The monsters that humans fear the most are the ones they try their best not to see. They’re creatures that live in the back of our minds. They devour us from the inside out. We push these fears --- these beings --- out of our consciousness until we no longer can. In that moment we face the monster head on. Joseph Fink’s new novel, ALICE ISN’T DEAD, focuses on the monsters we face every day and those we choose not to.

Keisha’s wife, Alice, often spent time away from home for work, but after she went missing for weeks without a trace, she was presumed dead. Keisha mourns Alice’s death until she notices a bizarre phenomenon on the television. While reporters all over the country are covering brutal murders and odd occurrences, Alice is standing in the background, staring directly into the camera.

When she realizes that Alice is not dead, Keisha decides to go looking for her. She takes a truck-driving job at Bay and Creek. As a driver, she is able to travel the abandoned roads of the United States and the sprawling, sparsely populated spaces where these strange killings are taking place --- the empty spaces that Alice seems to roam.

"While focusing on monsters and occult forces, ALICE ISN’T DEAD remains incredibly grounded by its authenticity.... It is filled with surprises and is frighteningly relevant."

In her travels, she is stalked by a group of men --- although they aren’t quite men. They have sagging fatty skin, a mildewy smell, and yellowing nails and eyes. Each of them wears a shirt that says “Thistle.” They deliver Keisha grim warnings --- some are verbal, others demonstrative. They kill people in her sight just to toy with her, to make her more fearful. “Go home,” they say. “Don’t look into things that don’t concern you.”

Going home is not an option for Keisha. As she states, “Home is not a place. Home is a person.” All the fear that the Thistle men strike into her cannot deter her. It propels her forward in her goal to find Alice and discover the truth.

Keisha is not a typical action hero. She suffers severe anxiety. Mental illness is itself a monster that lives inside her head. While she is facing monsters on the outside, her own mind devours her from the inside. Anxiety becomes a tool for her, as she realizes that it is an immense amount of untapped raw energy. Rather than being paralyzed by fear, Keisha lets it take over her body and launch her into action. What was once disabling becomes her superpower.

While focusing on monsters and occult forces, ALICE ISN’T DEAD remains incredibly grounded by its authenticity. The first page says, “This isn’t a story. It’s a road trip.” Keisha’s honest and vivid descriptions of the United States’ most abandoned roads and unfrequented rest stops contribute a sense of mundanity. These locations open the space for introspection and reflection on the US. Her wandering thoughts paired with Fink’s sweeping prose add a simple element of beauty to this chilling novel.
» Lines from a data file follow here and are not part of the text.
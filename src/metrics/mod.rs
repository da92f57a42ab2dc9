// src/metrics/mod.rs

//! Turns counting histograms into marked-state estimates and quantifies how
//! far an estimate landed from the classically known answer.

use std::collections::HashMap;
use std::f64::consts::PI;

use crate::core::{parse_bits, QsError};
use tracing::debug;

/// Estimate of the number of marked states recovered from a counting
/// histogram.
#[derive(Debug, Clone, Copy, PartialEq)]
pub struct MarkedCountEstimate {
    /// Most frequent counting outcome, decoded directly as an integer.
    pub r_measured: u64,
    /// Phase-estimation angle `theta = 2 pi r / 2^p`, in radians.
    pub theta_est: f64,
    /// Estimated marked-state count `M = n (1 - sin^2(theta / 2))`.
    pub m_est: f64,
}

/// Decodes the counting histogram into a marked-state count estimate.
///
/// The mode of the histogram is taken as the phase readout `r`; ties break
/// toward the smaller bit-string value so the estimate is reproducible.
/// The Grover operator used here carries a global sign on its diffuser, so
/// its eigenphases sit at `pi +/- theta_g` and the inversion reads
/// `M = n (1 - sin^2(theta / 2))`.
pub fn estimate_marked_state_count(
    counts: &HashMap<String, u64>,
    p_count: usize,
    n_substr: usize,
) -> Result<MarkedCountEstimate, QsError> {
    let mode = histogram_mode(counts).ok_or_else(|| QsError::InvalidOperation {
        message: "cannot estimate from an empty counting histogram".to_string(),
    })?;
    // Counting outcomes decode directly: the inverse transform already
    // restored bit order.
    let r_measured = parse_bits(&mode)?;
    let theta_est = 2.0 * PI * r_measured as f64 / (1u64 << p_count) as f64;
    let half = (theta_est / 2.0).sin();
    let m_est = n_substr as f64 * (1.0 - half * half);
    debug!(r_measured, theta_est, m_est, "decoded counting histogram");
    Ok(MarkedCountEstimate {
        r_measured,
        theta_est,
        m_est,
    })
}

/// Most frequent outcome; ties break toward the smaller bit-string value.
fn histogram_mode(counts: &HashMap<String, u64>) -> Option<String> {
    counts
        .iter()
        .max_by(|(key_a, count_a), (key_b, count_b)| {
            count_a
                .cmp(count_b)
                .then_with(|| key_b.cmp(key_a))
        })
        .map(|(key, _)| key.clone())
}

/// Absolute and relative error of an estimate against the known true value.
///
/// The relative error is defined as 0 when the true value is 0, so an exact
/// estimate of "nothing marked" reports no error instead of dividing by
/// zero.
pub fn compute_errors(estimated: f64, true_value: f64) -> (f64, f64) {
    let abs_error = (estimated - true_value).abs();
    let rel_error = if true_value == 0.0 {
        0.0
    } else {
        abs_error / true_value.abs()
    };
    (abs_error, rel_error)
}

/// Shot-weighted mean and population variance of the decoded counting
/// outcomes. Returns `(0.0, 0.0)` for an empty histogram.
pub fn compute_statistics(counts: &HashMap<String, u64>) -> Result<(f64, f64), QsError> {
    let total: u64 = counts.values().sum();
    if total == 0 {
        return Ok((0.0, 0.0));
    }
    let mut mean = 0.0;
    for (outcome, &count) in counts {
        mean += parse_bits(outcome)? as f64 * count as f64;
    }
    mean /= total as f64;

    let mut variance = 0.0;
    for (outcome, &count) in counts {
        let delta = parse_bits(outcome)? as f64 - mean;
        variance += delta * delta * count as f64;
    }
    variance /= total as f64;
    Ok((mean, variance))
}

#[cfg(test)]
mod tests {
    use super::*;

    fn histogram(entries: &[(&str, u64)]) -> HashMap<String, u64> {
        entries
            .iter()
            .map(|(outcome, count)| (outcome.to_string(), *count))
            .collect()
    }

    #[test]
    fn mode_decodes_to_the_phase_readout() -> Result<(), QsError> {
        let counts = histogram(&[("010", 700), ("110", 200), ("001", 124)]);
        let estimate = estimate_marked_state_count(&counts, 3, 8)?;
        assert_eq!(estimate.r_measured, 2);
        Ok(())
    }

    #[test]
    fn ties_break_toward_the_smaller_value() -> Result<(), QsError> {
        let counts = histogram(&[("110", 500), ("010", 500)]);
        let estimate = estimate_marked_state_count(&counts, 3, 8)?;
        assert_eq!(estimate.r_measured, 2);
        Ok(())
    }

    #[test]
    fn exact_eigenphase_recovers_the_marked_count() -> Result<(), QsError> {
        // M = 4 of n = 8: sin^2(theta_g / 2) = 1/2, so with p = 3 the
        // eigenphases pi +/- theta_g land exactly on r = 2 and r = 6.
        for readout in ["010", "110"] {
            let counts = histogram(&[(readout, 1000)]);
            let estimate = estimate_marked_state_count(&counts, 3, 8)?;
            assert!((estimate.m_est - 4.0).abs() < 1e-9, "m_est {}", estimate.m_est);
        }
        Ok(())
    }

    #[test]
    fn zero_readout_means_everything_marked() -> Result<(), QsError> {
        let counts = histogram(&[("000", 1000)]);
        let estimate = estimate_marked_state_count(&counts, 3, 8)?;
        assert_eq!(estimate.theta_est, 0.0);
        assert!((estimate.m_est - 8.0).abs() < 1e-12);
        Ok(())
    }

    #[test]
    fn empty_histogram_is_rejected() {
        let counts = HashMap::new();
        let err = estimate_marked_state_count(&counts, 3, 8).unwrap_err();
        assert!(matches!(err, QsError::InvalidOperation { .. }));
    }

    #[test]
    fn relative_error_is_zero_for_a_zero_truth() {
        let (abs_error, rel_error) = compute_errors(0.3, 0.0);
        assert!((abs_error - 0.3).abs() < 1e-12);
        assert_eq!(rel_error, 0.0);
    }

    #[test]
    fn errors_against_a_nonzero_truth() {
        let (abs_error, rel_error) = compute_errors(3.0, 4.0);
        assert!((abs_error - 1.0).abs() < 1e-12);
        assert!((rel_error - 0.25).abs() < 1e-12);
    }

    #[test]
    fn statistics_weight_by_shot_count() -> Result<(), QsError> {
        // Values 2 (x3) and 6 (x1): mean 3, variance 3.
        let counts = histogram(&[("010", 3), ("110", 1)]);
        let (mean, variance) = compute_statistics(&counts)?;
        assert!((mean - 3.0).abs() < 1e-12);
        assert!((variance - 3.0).abs() < 1e-12);
        Ok(())
    }

    #[test]
    fn statistics_of_an_empty_histogram_are_zero() -> Result<(), QsError> {
        assert_eq!(compute_statistics(&HashMap::new())?, (0.0, 0.0));
        Ok(())
    }
}
// demos/full_search.rs

//! Runs the full count-then-search pipeline over a generated text with both
//! oracle strategies and prints the summaries.
//!
//! Run with `cargo run --example full_search`.

use qsearch::text::generate_input_text;
use qsearch::{run_full_search, IndexOracleSearch, QsError, SearchConfig, ValueOracleSearch};

fn main() -> Result<(), QsError> {
    let targets = ["ing"];
    let text = generate_input_text(24, &targets)?;

    let config = SearchConfig {
        p_count: 4,
        seed: Some(42),
        ..SearchConfig::default()
    };

    println!("searching {text:?} for {targets:?}\n");

    let by_index = run_full_search(&text, &targets, &config, &IndexOracleSearch)?;
    println!("--- index oracle ---");
    println!("{by_index}\n");

    let by_value = run_full_search(&text, &targets, &config, &ValueOracleSearch)?;
    println!("--- value oracle ---");
    println!("{by_value}");

    Ok(())
}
The fear Keisha experiences is another authentic force to the story. As Fink himself suffers with anxiety, he infuses his personal experiences into the character. Keisha’s fear is one that breathes. It is integral to her identity, but takes on a character of its own. The reader can feel it and track its strength. The real fear Fink brings to his work becomes the heartbeat of the book.

Love is the strongest grounding element for Keisha and the novel itself. Alice and Keisha are desperately in love. Through flashbacks, Fink illustrates how, over time, their love grew into the life they share together. When Alice is missing, Keisha loses more than a spouse --- she loses everything she knows her life to be. This love becomes a drive stronger than fear and fate combined.

This isn’t a story. It’s a road trip filled with adventures and new experiences that prompt reflection on the space we have traveled. In addition to being a merit-worthy horror novel, it is a lesson on social responsibility and allyship. It is filled with surprises and is frighteningly relevant. Fink shows us that the monsters of our world are the ones that we know exist and we choose not to fight.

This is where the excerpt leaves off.